= Bellone =

Variety of grape

Bellone is a white Italian wine grape variety that wine historians believed was cultivated in Roman times. By 1990, nearly 3000 ha of the variety was still being cultivated and eligible to be blended in the wines of several Latium Denominazione di origine controllatas (DOCs). According to wine expert Jancis Robinson, Bellone produces a juicy white wine.

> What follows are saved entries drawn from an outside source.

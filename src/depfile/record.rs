//! Parsing of makefile dependency rules.
//!
//! Rules are handled as raw bytes: paths in `.d` files are whatever the
//! compiler saw on disk and need not be valid UTF-8.

/// A single logical dependency rule: `target: prereq1 prereq2 ...`.
///
/// # Examples
///
/// ```
/// use depfilter::depfile::parse_line;
///
/// let record = parse_line(b"foo.o: foo.c foo.h").unwrap();
/// assert_eq!(record.target, b"foo.o");
/// assert_eq!(record.prerequisites, [b"foo.c", b"foo.h"]);
/// ```
#[derive(Debug, Clone, PartialEq, Eq)]
pub struct DependencyRecord {
    /// Bytes before the first `:`, kept verbatim.
    pub target: Vec<u8>,
    /// Whitespace-separated paths after the first `:`, in input order.
    pub prerequisites: Vec<Vec<u8>>,
}

impl DependencyRecord {
    /// Replace the target with `destination/basename(target)`.
    ///
    /// The basename is everything after the last `/`. A trailing `/` on
    /// `destination` is not doubled.
    ///
    /// ```
    /// use depfilter::depfile::parse_line;
    ///
    /// let mut record = parse_line(b"/abs/path/foo.o: foo.c").unwrap();
    /// record.retarget(b"build/out");
    /// assert_eq!(record.target, b"build/out/foo.o");
    /// ```
    pub fn retarget(&mut self, destination: &[u8]) {
        let basename = self
            .target
            .rsplit(|&b| b == b'/')
            .next()
            .unwrap_or_default();
        let mut target = destination.to_vec();
        if !destination.ends_with(b"/") {
            target.push(b'/');
        }
        target.extend_from_slice(basename);
        self.target = target;
    }
}

/// Rules parsed from a whole input, plus the number of noise lines ignored.
#[derive(Debug, Clone, Default, PartialEq, Eq)]
pub struct ParsedRecords {
    /// Rules in input order.
    pub records: Vec<DependencyRecord>,
    /// Logical lines without a `:` separator.
    pub skipped_lines: usize,
}

/// Whitespace as understood by makefile tokenizing: space, tab, newline,
/// carriage return, vertical tab, form feed.
const fn is_separator(b: u8) -> bool {
    matches!(b, b' ' | b'\t' | b'\n' | b'\r' | 0x0b | 0x0c)
}

/// Fold backslash-newline continuations into single spaces so that every
/// rule occupies exactly one line.
#[must_use]
pub fn join_continuations(text: &[u8]) -> Vec<u8> {
    let mut joined = Vec::with_capacity(text.len());
    let mut rest = text;
    while let Some((&b, tail)) = rest.split_first() {
        if b == b'\\' && tail.first() == Some(&b'\n') {
            joined.push(b' ');
            rest = tail.get(1..).unwrap_or_default();
        } else {
            joined.push(b);
            rest = tail;
        }
    }
    joined
}

/// Parse one logical line into a [`DependencyRecord`].
///
/// Returns `None` for lines without a `:` separator (blank lines, stray
/// text); those are noise, not errors.
#[must_use]
pub fn parse_line(line: &[u8]) -> Option<DependencyRecord> {
    let colon = line.iter().position(|&b| b == b':')?;
    let (target, rest) = line.split_at(colon);
    let prerequisites = rest.get(1..).unwrap_or_default();
    Some(DependencyRecord {
        target: target.to_vec(),
        prerequisites: prerequisites
            .split(|&b| is_separator(b))
            .filter(|token| !token.is_empty())
            .map(<[u8]>::to_vec)
            .collect(),
    })
}

/// Parse every rule in `text`, joining continuations first.
///
/// ```
/// use depfilter::depfile::parse_records;
///
/// let parsed = parse_records(b"a.o: a.c \\\n a.h\n\nb.o: b.c\n");
/// assert_eq!(parsed.records.len(), 2);
/// assert_eq!(parsed.records[0].prerequisites, [b"a.c", b"a.h"]);
/// assert_eq!(parsed.skipped_lines, 2);
/// ```
#[must_use]
pub fn parse_records(text: &[u8]) -> ParsedRecords {
    let mut parsed = ParsedRecords::default();
    for line in join_continuations(text).split(|&b| b == b'\n') {
        match parse_line(line) {
            Some(record) => parsed.records.push(record),
            None => parsed.skipped_lines += 1,
        }
    }
    parsed
}
//! Command-line entry point: filter dependency rules from stdin to stdout.

use std::io::{self, BufWriter};

use anyhow::Result;
use clap::Parser;

use depfilter::{cli, filter, logging};

fn main() -> Result<()> {
    let _ = enable_ansi_support::enable_ansi_support();
    let args = cli::Cli::parse();
    logging::init_subscriber(args.verbose);
    let log = logging::Logger::new();

    let stdin = io::stdin().lock();
    let stdout = BufWriter::new(io::stdout().lock());
    filter::run_cli(&args, stdin, stdout, &log)?;
    Ok(())
}
//! Rendering of filtered rules back into makefile syntax.
use super::record::DependencyRecord;

/// Separator placed between prerequisites: backslash, newline, two-space indent.
pub const CONTINUATION: &[u8] = b" \\\n  ";

/// Render `record` as `target: a \` / `  b` followed by a blank line.
///
/// ```
/// use depfilter::depfile::{DependencyRecord, render_record};
///
/// let record = DependencyRecord {
///     target: b"a.o".to_vec(),
///     prerequisites: vec![b"a.c".to_vec(), b"a.h".to_vec()],
/// };
/// assert_eq!(render_record(&record), b"a.o: a.c \\\n  a.h\n\n");
/// ```
#[must_use]
pub fn render_record(record: &DependencyRecord) -> Vec<u8> {
    let mut out = record.target.clone();
    out.extend_from_slice(b": ");
    out.extend(record.prerequisites.join(CONTINUATION));
    out.extend_from_slice(b"\n\n");
    out
}
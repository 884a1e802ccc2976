//! Whole-batch dependency filtering: read everything, rewrite every rule,
//! write everything.
//!
//! Input is processed as raw bytes, so paths in any encoding pass through
//! unchanged.
use std::io::{Read, Write};

use crate::cli::Cli;
use crate::config::FilterConfig;
use crate::depfile::{self, DependencyRecord};
use crate::error::StreamError;
use crate::logging::Logger;

/// Counters collected while filtering one input.
#[derive(Debug, Clone, Copy, Default, PartialEq, Eq)]
pub struct FilterStats {
    /// Rules parsed and emitted.
    pub rules: usize,
    /// Logical lines without a `:` that were ignored.
    pub skipped_lines: usize,
    /// Absolute-path prerequisites removed.
    pub absolute_dropped: usize,
    /// Repeated header prerequisites collapsed.
    pub duplicates_dropped: usize,
}

/// Apply the filter rules to one record: optional retarget, then
/// sources-then-sorted-headers with absolute paths removed.
#[must_use]
pub fn filter_record(
    mut record: DependencyRecord,
    config: &FilterConfig,
    stats: &mut FilterStats,
) -> DependencyRecord {
    if let Some(destination) = config.destination() {
        record.retarget(destination.as_bytes());
    }

    let filtered = depfile::filter_prerequisites(&record.prerequisites);
    stats.absolute_dropped += filtered.absolute_dropped;
    stats.duplicates_dropped += filtered.duplicates_dropped;
    record.prerequisites = filtered.into_paths();
    record
}

/// Filter a complete dependency text and return the rewritten text.
///
/// ```
/// use depfilter::config::FilterConfig;
/// use depfilter::filter::filter_text;
///
/// let (out, stats) = filter_text(
///     b"a.o: a.c /usr/include/stdio.h b.h a/c.h a.h\n",
///     &FilterConfig::default(),
/// );
/// assert_eq!(out, b"a.o: a.c \\\n  a.h \\\n  b.h \\\n  a/c.h\n\n");
/// assert_eq!(stats.rules, 1);
/// ```
#[must_use]
pub fn filter_text(input: &[u8], config: &FilterConfig) -> (Vec<u8>, FilterStats) {
    let parsed = depfile::parse_records(input);
    let mut stats = FilterStats {
        skipped_lines: parsed.skipped_lines,
        ..FilterStats::default()
    };
    let mut output = Vec::with_capacity(input.len());

    for record in parsed.records {
        let record = filter_record(record, config, &mut stats);
        output.extend(depfile::render_record(&record));
        stats.rules += 1;
    }

    (output, stats)
}

/// Read all of `input`, filter it, and write the result to `output`.
///
/// Nothing is written until the whole input has been read.
///
/// # Errors
///
/// Returns a [`StreamError`] if reading or writing fails.
pub fn run<R: Read, W: Write>(
    mut input: R,
    mut output: W,
    config: &FilterConfig,
    log: &Logger,
) -> Result<FilterStats, StreamError> {
    log.stage("Reading dependency rules");
    let mut text = Vec::new();
    input.read_to_end(&mut text).map_err(StreamError::Read)?;
    log.debug(&format!("read {} bytes", text.len()));

    if let Some(destination) = config.destination() {
        log.debug(&format!("rewriting targets under {destination}"));
    }

    log.stage("Filtering");
    let (filtered, stats) = filter_text(&text, config);

    if stats.rules == 0 && !text.trim_ascii().is_empty() {
        log.warn("input contains no dependency rules");
    }
    log.info(&format!("{} rules", stats.rules));
    log.debug(&format!("{} lines skipped", stats.skipped_lines));
    log.debug(&format!(
        "{} absolute paths dropped",
        stats.absolute_dropped
    ));
    log.debug(&format!(
        "{} duplicate headers collapsed",
        stats.duplicates_dropped
    ));

    output
        .write_all(&filtered)
        .and_then(|()| output.flush())
        .map_err(StreamError::Write)?;

    log.debug(&format!("done in {:.2?}", log.elapsed()));
    Ok(stats)
}

/// Turn `cli` into a [`FilterConfig`] and [`run`] the filter.
///
/// # Errors
///
/// Returns a [`StreamError`] if reading or writing fails.
pub fn run_cli<R: Read, W: Write>(
    cli: &Cli,
    input: R,
    output: W,
    log: &Logger,
) -> Result<FilterStats, StreamError> {
    run(input, output, &FilterConfig::from_cli(cli), log)
}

Bellone is the principal white grape in Bianco blends in Cori, Marino, Nettuno, and Roma DOCs and a dozen IGPs. It is also an allowed blending component in more famous Italian white wines such as Frascati (max 30%). It is primarily grown in Lazio and Umbria.

==Synonyms==
Among the synonyms that Bellone has been known under: Albanese, Arciprete, Arcipreto, Bello buono, Bello cacchione, Bello cencioloso, Bello cera, Bello fagotte, Bello fagotto, Bello gentile, Bello palloccone, Bello piccolitto, Bello romanesco, Bello romano, Bello terrigno, Bello veltrano, Bello verdone, Cacchione, Ciciniello, Pampanoro, Pantrastico, Pociccone, Pocioccone, Uva pane, Uva pantastico, Uva presta and Zinna Vacca.